A small section of our 18-acre property is wooded and wild. My husband keeps some paths mowed for walks, but these paths wander through small woods and undergrowth. There’s an old ceramic silo in amongst briars and small saplings, its metal roof settled into the undergrowth, blown off when a tornado went through the property.
A little slice of farm life: we have two royal palm male turkeys that are at least five years old. They are semi-feral, venturing far afield and foraging for themselves but always returning to their roost on our back yard fence each night. They are brothers and they act like it: some days, they spend the whole day fighting. Other days, they just hang out: resting, eating, gobbling at sirens together.
One recent morning, however, we only found one turkey wandering around and a whole lot of turkey feathers strewn across the driveway. Something, it seemed, had taken our turkey. His buddy gobbled for him all that day but we never heard an answer. Night came and the lone boy roosted in the usual spot. I felt sorry for him: they do like companionship so I contacted a local friend to see if someone might be interested in adopting. He would be happy just hanging out with a flock of chickens.

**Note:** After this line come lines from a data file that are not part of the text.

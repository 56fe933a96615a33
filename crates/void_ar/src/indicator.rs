//! On-screen helpers drawn next to the model
//!
//! Indicators hold only the state a renderer needs (pose, opacity, text);
//! drawing them is left to the host.

use glam::{Quat, Vec3};
use void_math::Easing;
use void_xr::XrCamera;

use crate::context::{align_up, ArModel};
use crate::motion::{Motion, Range};

/// Gap between the top of the model and the scale readout
pub const SCALE_INDICATOR_OFFSET: f32 = 0.1;

/// Opacity fade shared by both indicators
#[derive(Debug, Clone)]
struct Fade {
    motion: Motion,
}

impl Fade {
    fn new(duration_ms: f32) -> Self {
        let mut motion = Motion::new(duration_ms)
            .with_range(Range::UNIT)
            .with_easing(Easing::Linear);
        motion.reset(0.0);
        Self { motion }
    }

    fn to(&mut self, target: f32) {
        let delta = target - self.motion.end();
        if delta != 0.0 {
            self.motion.set_end_delta(delta);
        }
    }

    fn update(&mut self, delta_ms: f32) {
        self.motion.update(delta_ms);
    }

    fn opacity(&self) -> f32 {
        self.motion.val()
    }
}

/// Ring drawn on the surface under the model
#[derive(Debug, Clone)]
pub struct FloorIndicator {
    position: Vec3,
    rotation: Quat,
    radius: f32,
    fade: Fade,
}

impl FloorIndicator {
    pub fn new(fade_ms: f32) -> Self {
        Self {
            position: Vec3::ZERO,
            rotation: Quat::IDENTITY,
            radius: 0.0,
            fade: Fade::new(fade_ms),
        }
    }

    /// Size the ring to the model's footprint
    pub fn fit_model(&mut self, model: &ArModel) {
        let size = model.world_bounds().size();
        self.radius = size.x.max(size.z) * 0.5;
    }

    /// Put the ring at a floor point under the model
    pub fn place_on_floor(&mut self, position: Vec3) {
        self.position = position;
        self.rotation = Quat::IDENTITY;
    }

    /// Put the ring flat against a wall with the given normal
    pub fn place_on_wall(&mut self, position: Vec3, normal: Vec3) {
        self.position = position;
        self.rotation = align_up(normal);
    }

    pub fn fade_in(&mut self) {
        self.fade.to(1.0);
    }

    pub fn fade_out(&mut self) {
        self.fade.to(0.0);
    }

    pub fn update(&mut self, delta_ms: f32) {
        self.fade.update(delta_ms);
    }

    #[inline]
    pub fn position(&self) -> Vec3 {
        self.position
    }

    #[inline]
    pub fn rotation(&self) -> Quat {
        self.rotation
    }

    #[inline]
    pub fn radius(&self) -> f32 {
        self.radius
    }

    #[inline]
    pub fn opacity(&self) -> f32 {
        self.fade.opacity()
    }

    #[inline]
    pub fn is_visible(&self) -> bool {
        self.opacity() > 0.0
    }
}

/// Billboarded percentage readout shown while scaling
#[derive(Debug, Clone)]
pub struct ScaleIndicator {
    text: String,
    position: Vec3,
    rotation: Quat,
    fade: Fade,
}

impl ScaleIndicator {
    pub fn new(fade_ms: f32) -> Self {
        Self {
            text: format_percent(1.0),
            position: Vec3::ZERO,
            rotation: Quat::IDENTITY,
            fade: Fade::new(fade_ms),
        }
    }

    pub fn show(&mut self) {
        self.fade.to(1.0);
    }

    pub fn hide(&mut self) {
        self.fade.to(0.0);
    }

    /// Refresh the readout for `multiplier` above the model, facing the camera
    pub fn sync(&mut self, multiplier: f32, model: &ArModel, camera: &XrCamera) {
        self.text = format_percent(multiplier);

        let bounds = model.world_bounds();
        let center = bounds.center();
        self.position = Vec3::new(center.x, bounds.max.y + SCALE_INDICATOR_OFFSET, center.z);
        self.rotation = camera.orientation();
    }

    pub fn update(&mut self, delta_ms: f32) {
        self.fade.update(delta_ms);
    }

    pub fn text(&self) -> &str {
        &self.text
    }

    #[inline]
    pub fn position(&self) -> Vec3 {
        self.position
    }

    #[inline]
    pub fn rotation(&self) -> Quat {
        self.rotation
    }

    #[inline]
    pub fn opacity(&self) -> f32 {
        self.fade.opacity()
    }
}

fn format_percent(multiplier: f32) -> String {
    format!("{}%", (multiplier * 100.0).round() as i32)
}

#[cfg(test)]
mod tests {
    use super::*;
    use approx::assert_relative_eq;

    #[test]
    fn test_floor_indicator_fades() {
        let mut indicator = FloorIndicator::new(100.0);
        assert_eq!(indicator.opacity(), 0.0);

        indicator.fade_in();
        indicator.update(50.0);
        assert_relative_eq!(indicator.opacity(), 0.5, epsilon = 1e-5);
        indicator.update(50.0);
        assert_eq!(indicator.opacity(), 1.0);

        indicator.fade_out();
        indicator.update(200.0);
        assert_eq!(indicator.opacity(), 0.0);
        assert!(!indicator.is_visible());
    }

    #[test]
    fn test_floor_indicator_fits_model() {
        let mut indicator = FloorIndicator::new(100.0);
        indicator.fit_model(&ArModel::default());
        assert_relative_eq!(indicator.radius(), 0.5, epsilon = 1e-6);

        indicator.place_on_wall(Vec3::new(0.0, 1.0, -2.0), Vec3::Z);
        assert!((indicator.rotation() * Vec3::Y).abs_diff_eq(Vec3::Z, 1e-5));
    }

    #[test]
    fn test_scale_indicator_text_and_position() {
        let mut indicator = ScaleIndicator::new(100.0);
        let model = ArModel::default();
        let camera = XrCamera::default();

        indicator.sync(1.5, &model, &camera);
        assert_eq!(indicator.text(), "150%");
        assert_relative_eq!(indicator.position().y, 0.5 + SCALE_INDICATOR_OFFSET, epsilon = 1e-6);

        indicator.sync(0.054, &model, &camera);
        assert_eq!(indicator.text(), "5%");
    }

    #[test]
    fn test_scale_indicator_show_hide() {
        let mut indicator = ScaleIndicator::new(100.0);
        indicator.show();
        indicator.update(100.0);
        assert_eq!(indicator.opacity(), 1.0);
        indicator.hide();
        indicator.update(100.0);
        assert_eq!(indicator.opacity(), 0.0);
    }
}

The afternoon of the next day my husband got a call from our neighbor Charlie. Think country neighbor here: they live across the cotton field from us, probably a quarter of a mile or more by road. Right now, we can’t see their house at all because the cotton is so high.
Low and behold, our turkey was hanging out in his back yard. My husband took a drive over but wasn’t able to catch him. “He didn’t want to be caught,” he reported. He did confirm that the bird seemed fine, missing some feathers, but walking and gobbling and eating. Charlie said he thought he had heard the brother calling, but it would have been a long way for this guy to get back through the cotton. I think they both had just given up and were resigned to their lives as lone birds.
We went back at dusk to see where he was roosting. He had chosen a trailer in the back yard but jumped down the minute we approached and wandered towards the woods. We really didn’t want him to roost in a tree so we backed off, returning after dark. He was back on the trailer, and we were able to grab him and get him into the back of the pickup truck. Once home, it took some coaxing to get him out of the truck but once out, he quickly found his way to the roost. They have been back to their usual behavior for the past two days.
We have a bit of a mystery as to what might have attacked him and scared him enough to run that far. (They really don’t fly for any distance but maybe in a panic, he was able to lift himself in the air.) Sussex County does have coyotes, but we have seen no evidence like scat. Our security cameras did not seem to pick up any unusual activity. It is a reminder about how close we live to the natural world here on the farm, with patches of actual wilderness, or at least what passes for it here in the suburban southeast Virginia corridor.